## The problem
From the data below, return all lines holding the string "unwrap".

## Data shown
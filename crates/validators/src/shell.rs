//! `shell.dangerous_commands` — blocks commands that destroy disks or systems.

use async_trait::async_trait;
use regex_lite::Regex;
use toolwarden_config::ShellValidatorConfig;
use toolwarden_core::{
    CallContext, Category, EventContext, EventType, Predicate, ToolType, ValidationResult,
    Validator, ValidatorError,
};
use tracing::warn;

pub const SHELL_VALIDATOR_NAME: &str = "shell.dangerous_commands";

/// Built-in blocked set: (description, regex).
const DEFAULT_BLOCKED: &[(&str, &str)] = &[
    (
        "recursive delete of the filesystem root or home",
        r"\brm\s+(-[a-zA-Z]+\s+)*-[a-zA-Z]*(rf|fr)[a-zA-Z]*\s+(-[a-zA-Z]+\s+)*(/|/\*|~|~/|\$HOME)(\s|$)",
    ),
    ("filesystem creation", r"\bmkfs(\.[a-z0-9]+)?\b"),
    ("raw write to a device", r"\bdd\b.*\bof=/dev/"),
    ("fork bomb", r":\(\)\s*\{\s*:\s*\|\s*:\s*&\s*\}\s*;\s*:"),
    (
        "world-writable permissions on the filesystem root",
        r"\bchmod\s+(-[a-zA-Z]*R[a-zA-Z]*\s+)777\s+/(\s|$)",
    ),
];

struct BlockedCommand {
    description: String,
    source: String,
    regex: Regex,
}

pub struct DangerousCommandValidator {
    blocked: Vec<BlockedCommand>,
}

impl DangerousCommandValidator {
    /// Compile the built-in set plus any configured extra patterns.
    pub fn new(config: &ShellValidatorConfig) -> Result<Self, ValidatorError> {
        let extra = config
            .extra_blocked_patterns
            .iter()
            .map(|p| ("configured blocked pattern", p.as_str()));

        let blocked = DEFAULT_BLOCKED
            .iter()
            .copied()
            .chain(extra)
            .map(|(description, source)| {
                let regex = Regex::new(source).map_err(|e| ValidatorError::Failed {
                    name: SHELL_VALIDATOR_NAME.into(),
                    reason: format!("invalid blocked pattern '{source}': {e}"),
                })?;
                Ok(BlockedCommand {
                    description: description.to_string(),
                    source: source.to_string(),
                    regex,
                })
            })
            .collect::<Result<Vec<_>, ValidatorError>>()?;

        Ok(Self { blocked })
    }

    pub fn predicate() -> Predicate {
        Predicate::event_type_is(EventType::PreToolUse).and(Predicate::tool_type_is(ToolType::Bash))
    }
}

#[async_trait]
impl Validator for DangerousCommandValidator {
    fn name(&self) -> &str {
        SHELL_VALIDATOR_NAME
    }

    fn category(&self) -> Category {
        Category::Cpu
    }

    async fn validate(
        &self,
        _cx: &CallContext,
        event: &EventContext,
    ) -> Result<ValidationResult, ValidatorError> {
        let Some(command) = event.command() else {
            return Ok(ValidationResult::pass());
        };

        let Some(hit) = self.blocked.iter().find(|b| b.regex.is_match(command)) else {
            return Ok(ValidationResult::pass());
        };

        warn!(validator = SHELL_VALIDATOR_NAME, pattern = %hit.source, "Dangerous command blocked");
        Ok(ValidationResult::block(format!(
            "Blocked dangerous command ({}): matched pattern `{}`",
            hit.description, hit.source
        ))
        .with_fix_hint("Run a narrower command that targets only what you need")
        .with_detail("pattern", hit.source.clone()))
    }
}

#[cfg(test)]
mod tests {
    use super::*;

    fn validator() -> DangerousCommandValidator {
        DangerousCommandValidator::new(&ShellValidatorConfig::default()).unwrap()
    }

    async fn check(v: &DangerousCommandValidator, command: &str) -> ValidationResult {
        v.validate(&CallContext::background(), &EventContext::bash(command))
            .await
            .unwrap()
    }

    #[tokio::test]
    async fn blocks_default_set() {
        let v = validator();
        for command in [
            "rm -rf /",
            "sudo rm -rf / --no-preserve-root",
            "rm -fr ~",
            "rm -v -rf /*",
            "mkfs.ext4 /dev/sda1",
            "dd if=/dev/zero of=/dev/sda bs=1M",
            ":(){ :|:& };:",
            "chmod -R 777 /",
        ] {
            let result = check(&v, command).await;
            assert!(result.is_blocking(), "expected block for {command}");
        }
    }

    #[tokio::test]
    async fn block_message_names_the_pattern() {
        let result = check(&validator(), "rm -rf /").await;
        assert!(result.message.contains("matched pattern"));
        assert_eq!(
            result.details.get("pattern").map(String::as_str),
            Some(DEFAULT_BLOCKED[0].1)
        );
    }

    #[tokio::test]
    async fn allows_ordinary_commands() {
        let v = validator();
        for command in [
            "rm -rf ./target",
            "rm -rf /tmp/build-cache",
            "ls -la /",
            "dd if=disk.img of=backup.img",
            "chmod 755 ./script.sh",
        ] {
            assert!(check(&v, command).await.passed, "expected pass for {command}");
        }
    }

    #[tokio::test]
    async fn extra_patterns_extend_the_set() {
        let v = DangerousCommandValidator::new(&ShellValidatorConfig {
            enabled: true,
            extra_blocked_patterns: vec![r"\bterraform\s+destroy\b".into()],
        })
        .unwrap();
        assert!(check(&v, "terraform destroy -auto-approve").await.is_blocking());
    }

    #[test]
    fn invalid_extra_pattern_is_a_construction_error() {
        let result = DangerousCommandValidator::new(&ShellValidatorConfig {
            enabled: true,
            extra_blocked_patterns: vec!["(".into()],
        });
        assert!(matches!(result, Err(ValidatorError::Failed { .. })));
    }

    #[test]
    fn predicate_gates_on_pre_tool_bash() {
        let p = DangerousCommandValidator::predicate();
        assert!(p.matches(&EventContext::bash("ls")));
        assert!(!p.matches(&EventContext::write("a.txt", "rm -rf /")));
        assert!(!p.matches(
            &EventContext::new(EventType::PostToolUse, ToolType::Bash).with_command("ls")
        ));
    }
}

## Solution to this task
        DangerousCommandValidator::new(&ShellValidatorConfig::default()).unwrap()
            .unwrap()
        .unwrap();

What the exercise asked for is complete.